The generosity of tuition has been invaluable. There is a recognition that as an OCA student you can be working in a more isolated way than at a bricks and mortar university. This adds pressure to the quality of the interactions that you do get from face-to-face discussions. My tutor brings huge knowledge, but most importantly for me, an authenticity and passion for his subject. This is really important in validating your own belief that this practice of drawing and making is exactly as exciting and compelling as you feel it is.
In group tutorials I have been enormously lucky to find a group of students who are also so aware of the privilege of making art and how much is poured into this process. We take time to communicate with each other regularly. It is so valuable to have that dialogue with people who are equally passionate about drawing.
I have an Art History degree originally, and felt that I might be fairly well versed in this side of the degree, however I have been completely enthralled by the range of practitioners out there and to whom we are introduced. There is such an excitement in coming across someone in whose work you see an instant connection with your own sense of the world, but equally in encountering an entirely different way of seeing things. There is no echo chamber here and that is stimulating (and necessary).

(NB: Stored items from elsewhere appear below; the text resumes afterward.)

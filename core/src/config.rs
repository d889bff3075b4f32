use crate::index::DEFAULT_DOC_TYPE;
use std::time::Duration;

pub const DEFAULT_HOST: &str = "http://localhost:9200";

/// Everything needed to reach one store. Passed explicitly to [`crate::EsClient::new`].
#[derive(Debug, Clone, PartialEq, Eq)]
pub struct ClientConfig {
    /// Base URL including scheme and port, e.g. `http://localhost:9200`
    pub host: String,
    /// Document type used in URLs and interchange metadata
    pub doc_type: String,
    pub user: Option<String>,
    pub pass: Option<String>,
    /// Skip TLS certificate verification (like `curl -k`)
    pub insecure: bool,
    /// Append `include_type_name=true` when creating indices
    pub include_type_name: bool,
    pub timeout: Option<Duration>,
}

impl Default for ClientConfig {
    fn default() -> Self {
        Self {
            host: DEFAULT_HOST.to_string(),
            doc_type: DEFAULT_DOC_TYPE.to_string(),
            user: None,
            pass: None,
            insecure: false,
            include_type_name: false,
            timeout: None,
        }
    }
}

/// Back-off schedule for task polling: attempt `n` waits `unit * n^2` before polling.
#[derive(Debug, Clone, PartialEq, Eq)]
pub struct PollPolicy {
    pub unit: Duration,
    /// `None` polls until the task completes.
    pub max_attempts: Option<u32>,
}

impl PollPolicy {
    pub fn backoff(&self, attempt: u32) -> Duration {
        self.unit.saturating_mul(attempt.saturating_mul(attempt))
    }
}

impl Default for PollPolicy {
    fn default() -> Self {
        Self { unit: Duration::from_secs(1), max_attempts: Some(30) }
    }
}
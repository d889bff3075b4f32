use thiserror::Error;

pub type Result<T> = std::result::Result<T, Error>;

/// Coarse classification used by front-ends to decide how to report a failure.
#[derive(Debug, Clone, Copy, PartialEq, Eq)]
pub enum ErrorKind {
    /// Bad or missing arguments, detected before talking to the store.
    Validation,
    /// Input data that turned out unusable part way through, e.g. a truncated dump.
    MalformedInput,
    NotFound,
    Transport,
    /// The store answered with its own error payload.
    Backend,
    /// The operation ran but its outcome is unsatisfactory (count mismatch, alias cardinality).
    Verification,
    /// Cancelled or gave up waiting.
    Interrupted,
    Io,
}

#[derive(Debug, Error)]
pub enum Error {
    #[error("invalid arguments: {0}")]
    Validation(String),

    #[error("malformed input: {0}")]
    MalformedInput(String),

    #[error("{role} index is not found: {index}")]
    IndexNotFound { role: &'static str, index: String },

    #[error("transport error: {0}")]
    Transport(#[from] reqwest::Error),

    #[error("store at {0} did not answer ping")]
    Unreachable(String),

    #[error("backend error (status {status}): {message}")]
    Backend { status: u16, message: String },

    #[error("unexpected response: {0}")]
    Decode(String),

    #[error(
        "copy verification failed, document count mismatch: {src_index}={src_count}, {dst_index}={dst_count}; \
         no index was deleted, inspect {dst_index} and clean up manually"
    )]
    CountMismatch {
        src_index: String,
        src_count: i64,
        dst_index: String,
        dst_count: i64,
    },

    #[error("only single-index aliases are supported: alias {alias} resolves to {found} indices")]
    AliasCardinality { alias: String, found: usize },

    #[error("alias {alias} already points at {index}; wait a second and retry")]
    NameCollision { alias: String, index: String },

    #[error("task {task_id} did not complete after {attempts} polls")]
    TaskTimeout { task_id: String, attempts: u32 },

    #[error("operation cancelled")]
    Cancelled,

    #[error(transparent)]
    Io(#[from] std::io::Error),
}

impl Error {
    pub fn kind(&self) -> ErrorKind {
        match self {
            Error::Validation(_) => ErrorKind::Validation,
            Error::MalformedInput(_) => ErrorKind::MalformedInput,
            Error::IndexNotFound { .. } => ErrorKind::NotFound,
            Error::Transport(_) | Error::Unreachable(_) => ErrorKind::Transport,
            Error::Backend { .. } | Error::Decode(_) => ErrorKind::Backend,
            Error::CountMismatch { .. } | Error::AliasCardinality { .. } | Error::NameCollision { .. } => {
                ErrorKind::Verification
            }
            Error::TaskTimeout { .. } | Error::Cancelled => ErrorKind::Interrupted,
            Error::Io(_) => ErrorKind::Io,
        }
    }

    pub(crate) fn decode(context: &str, err: serde_json::Error) -> Self {
        Error::Decode(format!("{context}: {err}"))
    }
}

impl From<serde_json::Error> for Error {
    fn from(err: serde_json::Error) -> Self {
        Error::Decode(err.to_string())
    }
}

ED: Is there a drawing you have produced during 1.1 Drawing Practices that really taught you something about drawing – and what was it?
SJ: This is a hard question to answer. Every drawing I make now changes what I will make next. When I look back at previous projects I can see how and why I made the drawings as they are. I would remake them very differently today. These drawings are a snapshot of a moment.

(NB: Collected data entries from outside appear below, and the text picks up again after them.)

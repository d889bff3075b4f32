use crate::backend::SearchBackend;
use crate::error::{Error, Result};
use crate::index::{SearchPage, SearchQuery};
use crate::interchange::{write_header, write_record};
use std::io::Write;
use tokio_util::sync::CancellationToken;
use tracing::{debug, info};

pub const PAGE_SIZE: usize = 1000;

/// Walks an index with a `search_after` cursor on `_id`, newest id first.
pub struct DocumentPager<'a, B: ?Sized> {
    backend: &'a B,
    index: &'a str,
    page_size: usize,
    cursor: Option<String>,
    done: bool,
    requests: usize,
}

impl<'a, B: SearchBackend + ?Sized> DocumentPager<'a, B> {
    pub fn new(backend: &'a B, index: &'a str, page_size: usize) -> Self {
        Self { backend, index, page_size, cursor: None, done: false, requests: 0 }
    }

    /// Next non-empty page, or `None` once the store returns an empty one.
    pub async fn next_page(&mut self) -> Result<Option<SearchPage>> {
        if self.done {
            return Ok(None);
        }
        let query = match &self.cursor {
            Some(last) => SearchQuery::after(self.page_size, last.clone()),
            None => SearchQuery::first_page(self.page_size),
        };
        self.requests += 1;
        let page = self.backend.search_index(self.index, &query).await?;
        match page.last_id() {
            Some(last) => {
                debug!(index = self.index, after = ?self.cursor, hits = page.hits.len(), "page fetched");
                self.cursor = Some(last.to_string());
                Ok(Some(page))
            }
            None => {
                self.done = true;
                Ok(None)
            }
        }
    }

    /// Search requests issued so far, including the final empty one.
    pub fn requests(&self) -> usize { self.requests }
}

#[derive(Debug, Clone, PartialEq, Eq)]
pub struct DumpReport {
    pub searches: usize,
    pub documents: usize,
}

/// Writes the detail header of `index` followed by every document as record pairs.
///
/// A failed page leaves a partial dump behind with no trailing marker.
pub async fn dump_index<B, W>(backend: &B, index: &str, out: &mut W, cancel: &CancellationToken) -> Result<DumpReport>
where
    B: SearchBackend + ?Sized,
    W: Write + Send,
{
    dump_with_page_size(backend, index, out, PAGE_SIZE, cancel).await
}

pub async fn dump_with_page_size<B, W>(
    backend: &B,
    index: &str,
    out: &mut W,
    page_size: usize,
    cancel: &CancellationToken,
) -> Result<DumpReport>
where
    B: SearchBackend + ?Sized,
    W: Write + Send,
{
    if page_size == 0 {
        return Err(Error::Validation("page size must be positive".into()));
    }
    let detail = backend.detail_index(index).await?;
    write_header(out, &detail)?;

    let mut pager = DocumentPager::new(backend, index, page_size);
    let mut documents = 0usize;
    loop {
        if cancel.is_cancelled() {
            return Err(Error::Cancelled);
        }
        let Some(page) = pager.next_page().await? else { break };
        for hit in &page.hits {
            write_record(out, hit)?;
        }
        documents += page.hits.len();
        if documents % (page_size * 10) < page.hits.len() {
            info!(index, documents, "dump progress");
        }
    }
    out.flush()?;

    info!(index, documents, searches = pager.requests(), "dump complete");
    Ok(DumpReport { searches: pager.requests(), documents })
}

I love drawing people. It would be easy to put forward a portrait of a face as something that I’m proud of but I will be honest about where the change has been. I can think of two early drawing projects that changed my relationship to drawing in that I was able to allow myself to start to be on the paper. One is a narrative piece. It is a journey through Paris, from where my family lived, through graveyards and shop-fronts; it evolves into an increasingly semi-conscious rearrangement of those memories in the state between wakefulness and sleep. These images mean nothing to anyone else. I was, however, able to accept not needing to justify wanting to make this piece. The other piece is a portrait based only on legs, boots and an over-filled bag.

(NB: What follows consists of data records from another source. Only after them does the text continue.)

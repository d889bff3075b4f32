use escli_core::dump::DumpReport;
use escli_core::migrate::CopyReport;
use escli_core::remote::RemoteCopyReport;
use escli_core::restore::RestoreReport;
use escli_core::swap::SwapReport;
use escli_core::{Count, Detail, Indices, RunningTask, Task, Version};
use std::fmt;

/// What a command produced. Printed to stdout unless empty.
#[derive(Debug)]
pub enum Output {
    Indices(Indices),
    Count(Count),
    Task(Task),
    Tasks(Vec<RunningTask>),
    Detail(Detail),
    Version(Version),
    Pong(String),
    Copied(CopyReport),
    Swapped(SwapReport),
    Dumped(DumpReport),
    Restored(RestoreReport),
    RemoteCopied(RemoteCopyReport),
    Empty,
}

impl Output {
    pub fn is_empty(&self) -> bool { matches!(self, Output::Empty) || matches!(self, Output::Tasks(t) if t.is_empty()) }
}

impl fmt::Display for Output {
    fn fmt(&self, f: &mut fmt::Formatter<'_>) -> fmt::Result {
        match self {
            Output::Indices(indices) => write!(f, "{indices}"),
            Output::Count(count) => write!(f, "{count}"),
            Output::Task(task) => write!(f, "{task}"),
            Output::Tasks(tasks) => {
                for (i, task) in tasks.iter().enumerate() {
                    if i > 0 {
                        writeln!(f)?;
                    }
                    write!(f, "{task}")?;
                }
                Ok(())
            }
            Output::Detail(detail) => write!(f, "{detail}"),
            Output::Version(version) => write!(f, "{version}"),
            Output::Pong(host) => write!(f, "{host} is reachable"),
            Output::Copied(r) => write!(f, "copied {} documents (task {}, {} polls)", r.documents, r.task_id, r.polls),
            Output::Swapped(r) => write!(
                f,
                "alias {} now points at {} ({} documents); {} deleted",
                r.alias, r.new_index, r.copy.documents, r.old_index
            ),
            Output::Dumped(r) => write!(f, "dumped {} documents in {} searches", r.documents, r.searches),
            Output::Restored(r) => write!(f, "restored {} documents in {} batches", r.documents, r.batches),
            Output::RemoteCopied(r) => write!(f, "copied {} documents into {} ({} pages)", r.documents, r.index, r.pages),
            Output::Empty => Ok(()),
        }
    }
}

#[cfg(test)]
mod tests {
    use super::*;

    #[test]
    fn indices_print_one_per_line() {
        let out = Output::Indices(Indices::from_names(["a", "b"]));
        assert_eq!(out.to_string(), "a\nb");
    }

    #[test]
    fn running_tasks_print_one_per_line() {
        let out = Output::Tasks(vec![
            RunningTask { id: "n1:4".into(), action: "indices:data/write/reindex".into() },
            RunningTask { id: "n1:9".into(), action: "indices:data/write/bulk".into() },
        ]);
        assert_eq!(out.to_string(), "n1:4 indices:data/write/reindex\nn1:9 indices:data/write/bulk");
        assert_eq!(Output::Tasks(Vec::new()).to_string(), "");
    }

    #[test]
    fn empty_prints_nothing() {
        assert!(Output::Empty.is_empty());
        assert_eq!(Output::Empty.to_string(), "");
        assert!(!Output::Count(Count { num: 3 }).is_empty());
    }
}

These pieces were important for me because they reflect an ability to free yourself from seeing your work as an external viewer, as their judgement. This is a route to flow in the process of making. You make it because you want to make it. Your ego is not on the page.
These were the very start of a desire to engage a gradual freeing of style and concept. My intention has been to free myself of having to render everything (this takes confidence), to leave gaps, to create pauses. This is (oh so) gradually happening. My work now is looser, coloured sometimes and moving towards something else. I had to make these first images to get there.
I would make these images completely differently today, which is good, but it is also only because I made them like this first.


ED: What advice would you give students starting 1.1 or anyone who is struggling with their studies just now?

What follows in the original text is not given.